The USG method is based on foetal biometry using crown-rump length (CRL) in the first trimester. Several formulae exist to estimate GA using CRL, including Hadlock formula [11], based on a US population-based study widely used in India [12]. However, the choice of dating formula might influence dating accuracy, as these formulae have been developed from studies that differed both in the study population and study design [13]. The error and bias due to the choice of dating formula need to be quantitatively studied to estimate the rate of PTB in a specific population [14]. In addition to its public health importance, accurate dating is essential for clinical decision making during the antenatal period, such as scheduling monitoring visits and recommending appropriate antenatal care [4].

This study first quantified the discrepancy between LMP and USG-based (Hadlock) dating methods during the first trimester in an Indian population. We characterised how each method could contribute to the discrepancy in calculating the GA. We then built a population-specific model from the GARBH-Ini cohort (Interdisciplinary Group for Advanced Research on BirtH outcomes - DBT India Initiative), Garbhini-GA1, and compared its performance with the published ‘high quality’ formulae for the first-trimester dating [13] – McLennan and Schluter [15], Robinson and Fleming [16], Sahota [17] and Verburg [18], INTERGROWTH-21st [19], and Hadlock’s formula [11] (Table S1). Finally, we quantified the implications of the choice of dating methods on PTB rates in our study population.

Methods

Study design

GARBH-Ini is a collaborative program, initiated by Translational Health Science and Technology Institute, Faridabad with partners from Regional Centre of Biotechnology, Faridabad; National Institute of Biomedical Genomics, Kalyani; Civil Hospital, Gurugram; Safdarjung hospital, New Delhi. The GARBH-Ini cohort is a prospective observational cohort of pregnant women initiated in May 2015 at the District Civil Hospital that serves a mostly rural and semi-urban population in the Gurugram district, Haryana, India. The cohort study’s objective is to develop an effective risk stratification that facilitates timely referral for women at high risk of PTB, particularly in low- and middle-income countries. Women in the GARBH-Ini cohort are enrolled within 20 weeks of gestation and are followed three times during pregnancy till delivery and once postpartum [20]. After a verbal consent to be interviewed, informed consent for screening is obtained for women at < 20-weeks of gestational age (GA) calculated by the last menstrual period. A dating ultrasound is performed within the week to confirm a viable intrauterine pregnancy with  < 20-weeks GA using standard foetal biometric parameters. A time-series data on a large set of clinical and socioeconomic variables are collected across pregnancy to help stratify women into defined risk groups for PTB. The dating ultrasound is performed by a qualified radiologist specifically trained in the study protocol. The clinical and demographic information is collected by trained, dedicated research staff under medically qualified research officers’ supervision. The data acquisition protocols and quality control measures are detailed elsewhere [20].

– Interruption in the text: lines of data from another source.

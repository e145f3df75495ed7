use crossterm::event::Event as CtEvent;
use crossterm::event::KeyCode;
use crossterm::event::KeyEvent;
use crossterm::event::KeyEventKind;
use crossterm::event::KeyModifiers;

pub enum Event {
    EngineEvent(EngineEvent),
    AppEvent(AppEvent),
}

pub enum EngineEvent {
    /// Pause or resume the simulation
    TogglePause,

    /// Advance the grid by one generation, even while paused
    Step,
}

pub enum AppEvent {
    CameraEvent(CameraEvent),

    /// Exit the application
    Exit,
}

pub enum CameraEvent {
    MoveUp,
    MoveDown,
    MoveLeft,
    MoveRight,
    ResetView,
    Resize { cols: u16, rows: u16 },
}

/// Converts a crossterm event into a launcher event
pub fn convert_event(event: CtEvent) -> Option<Event> {
    match event {
        CtEvent::Key(KeyEvent {
            kind: KeyEventKind::Release,
            ..
        }) => None,
        CtEvent::Key(key_event) => match key_event {
            KeyEvent {
                code: KeyCode::Char('q') | KeyCode::Esc,
                ..
            }
            | KeyEvent {
                code: KeyCode::Char('c'),
                modifiers: KeyModifiers::CONTROL,
                ..
            } => Some(Event::AppEvent(AppEvent::Exit)),
            KeyEvent {
                code: KeyCode::Char(' '),
                ..
            } => Some(Event::EngineEvent(EngineEvent::TogglePause)),
            KeyEvent {
                code: KeyCode::Char('n'),
                ..
            } => Some(Event::EngineEvent(EngineEvent::Step)),
            KeyEvent {
                code: KeyCode::Char(c),
                ..
            } => camera_key(c).map(|e| Event::AppEvent(AppEvent::CameraEvent(e))),
            _ => None,
        },
        CtEvent::Resize(cols, rows) => Some(Event::AppEvent(AppEvent::CameraEvent(
            CameraEvent::Resize { cols, rows },
        ))),
        _ => None,
    }
}

fn camera_key(c: char) -> Option<CameraEvent> {
    match c {
        'h' => Some(CameraEvent::MoveLeft),
        'j' => Some(CameraEvent::MoveDown),
        'k' => Some(CameraEvent::MoveUp),
        'l' => Some(CameraEvent::MoveRight),
        '0' => Some(CameraEvent::ResetView),
        _ => None,
    }
}
use thiserror::Error;
use tracing::debug;

use crate::Coord;
use crate::parse_util;

#[derive(Debug, Default, PartialEq, Eq)]
pub struct PlaintextFile<'a> {
    pub name: Option<&'a [u8]>,
    pub comments: Vec<&'a [u8]>,

    /// Longest row
    pub width: usize,

    /// Number of rows
    pub height: usize,
}

#[derive(Debug, Error)]
pub enum PlaintextError {
    #[error("Cell ({x}, {y}) of pattern row {row} is outside the grid")]
    OutOfBounds { x: Coord, y: Coord, row: usize },
}

/// Parse the Plaintext file format, writing every cell through `f` relative to `(ox, oy)`.
///
/// `f` receives grid coordinates and whether the cell is alive, and returns `false` if it could
/// not store the cell. Cells written before a failure are left in place.
///
/// See: https://conwaylife.com/wiki/Plaintext
pub fn read_plaintext<F>(
    bytes: &[u8],
    ox: Coord,
    oy: Coord,
    mut f: F,
) -> Result<PlaintextFile<'_>, PlaintextError>
where
    F: FnMut(Coord, Coord, bool) -> bool,
{
    let mut file = PlaintextFile::default();
    let mut row = 0;

    for line in parse_util::lines(bytes) {
        if let Some(comment) = line.strip_prefix(b"!") {
            read_comment(comment, &mut file);
            continue;
        }

        for (col, &b) in line.iter().enumerate() {
            let (dx, dy) = (col as Coord, row as Coord);

            // A cell past the end of the coordinate space is as out of bounds as any other
            let pos = ox.checked_add(dx).zip(oy.checked_add(dy));
            if !pos.is_some_and(|(x, y)| f(x, y, b == b'O')) {
                return Err(PlaintextError::OutOfBounds {
                    x: ox.saturating_add(dx),
                    y: oy.saturating_add(dy),
                    row,
                });
            }
        }

        file.width = file.width.max(line.len());
        row += 1;
    }

    file.height = row;

    Ok(file)
}

fn read_comment<'a>(comment: &'a [u8], file: &mut PlaintextFile<'a>) {
    if let Some(name) = parse_util::strip_keyword(b"Name:", comment) {
        debug!(name = %parse_util::show(name), "Plaintext pattern name");
        file.name = Some(name);
    } else {
        file.comments.push(comment);
    }
}

#[cfg(test)]
mod tests {
    use std::collections::HashMap;

    use super::PlaintextError;
    use super::read_plaintext;
    use crate::Coord;

    fn sink(max: Coord) -> (HashMap<(Coord, Coord), bool>, impl Fn(Coord, Coord) -> bool) {
        (HashMap::new(), move |x, y| x < max && y < max)
    }

    #[test]
    fn comments_do_not_advance_rows() {
        let (mut cells, fits) = sink(10);

        let file = read_plaintext(b"!Name: Glider\n!\n.O\n..O\nOOO\n", 0, 0, |x, y, alive| {
            cells.insert((x, y), alive);
            fits(x, y)
        })
        .unwrap();

        assert_eq!(file.name, Some(&b"Glider"[..]));
        assert_eq!(file.comments, vec![&b""[..]]);
        assert_eq!((file.width, file.height), (3, 3));
        assert_eq!(cells.get(&(1, 0)), Some(&true));
        assert_eq!(cells.get(&(0, 0)), Some(&false));
        assert_eq!(cells.values().filter(|&&a| a).count(), 5);
    }

    #[test]
    fn origin_offset() {
        let mut live = Vec::new();

        read_plaintext(b"O\n.O", 4, 7, |x, y, alive| {
            if alive {
                live.push((x, y));
            }
            true
        })
        .unwrap();

        assert_eq!(live, vec![(4, 7), (5, 8)]);
    }

    #[test]
    fn any_other_byte_is_dead() {
        let mut live = 0;

        read_plaintext(b"*.xoO", 0, 0, |_, _, alive| {
            live += alive as usize;
            true
        })
        .unwrap();

        assert_eq!(live, 1);
    }

    #[test]
    fn out_of_bounds_aborts() {
        let (_, fits) = sink(2);
        let mut writes = 0;

        let res = read_plaintext(b"OO\nOOO\nOO", 0, 0, |x, y, _| {
            writes += 1;
            fits(x, y)
        });

        assert!(matches!(
            res,
            Err(PlaintextError::OutOfBounds { x: 2, y: 1, row: 1 })
        ));
        assert_eq!(writes, 5);
    }

    #[test]
    fn origin_at_coordinate_limit() {
        let mut writes = Vec::new();

        let res = read_plaintext(b"O\nO", 0, Coord::MAX, |x, y, _| {
            writes.push((x, y));
            true
        });

        assert!(matches!(
            res,
            Err(PlaintextError::OutOfBounds { x: 0, y: Coord::MAX, row: 1 })
        ));
        assert_eq!(writes, vec![(0, Coord::MAX)]);

        let res = read_plaintext(b"OO", Coord::MAX, 0, |_, _, _| true);

        assert!(matches!(
            res,
            Err(PlaintextError::OutOfBounds { x: Coord::MAX, y: 0, row: 0 })
        ));
    }
}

Sampling strategy and participant datasets derived for the study

This analysis’s samples were derived from the first 3499 participants enrolled in the GARBH-Ini study (between May 2015 to November 2017). We included 1721 participants (Np = 1721), enrolled < 14 weeks of gestation and who had information on the LMP, CRL with singleton pregnancy which advanced beyond 20 weeks of gestation, i.e. the pregnancy did not end in a spontaneous abortion or major congenital abnormalities which required medical termination of pregnancy. If a participant was enrolled < 11 weeks, dating ultrasound was done upon enrolment when CRL was measured for the first time. The same participant was asked to come for another ultrasound between 11 and 14 weeks of gestation to assess foetal morphology during which another CRL measurement was taken. If more than one scan was performed for a participant, data from both the scans were included as unique observations (No). Therefore, 1721 participants contributed a total of 2562 observations (No = 2562) that was used for further analyses, and this dataset of observations was termed as the TRAINING DATASET (Fig. 1). This dataset was used to develop a population-based dating model named Garbhini-GA1, for the first trimester.

Fig. 1
figure 1

Outline of the data selection process for different datasets – (a) TRAINING DATASET and (b) TEST DATASET. Coloured boxes indicate the datasets used in the analysis. The names of each of the dataset are indicated below the box. Exclusion criteria for each step are indicated. Np indicates the number of participants included or excluded by that particular criterion and No indicates the number of unique observations derived from the participants in a dataset

It is essential to independently evaluate models on data that was not used for building the model in order to eliminate any biases that may have been incorporated due to the iterative learning process of the model building dataset and estimate the expected performance when applying the model on new data in the real world. We used an unseen TEST DATASET created from 999 participants enrolled after the initial set of 3499 participants in this cohort (Fig. 1). The TEST DATASET was obtained by applying identical processing steps as described for the TRAINING DATASET (No = 808 from Np = 559; Fig. 1).

Assessment of LMP and CRL

The date of LMP was ascertained from the participant’s recall of the first day of the last menstrual period. CRL from an ultrasound image (GE Voluson E8 Expert, General Electric Healthcare, Chicago, USA) was captured in the midline sagittal section of the whole foetus by placing the callipers on the outer margin skin borders of the foetal crown and rump ([20], see Supplementary Figure S5). The CRL measurement was done thrice on three different ultrasound images, and the average of the three measurements was considered for estimation of CRL-based GA. Under the supervision of medically qualified researchers, study nurses documented the clinical and sociodemographic characteristics [20].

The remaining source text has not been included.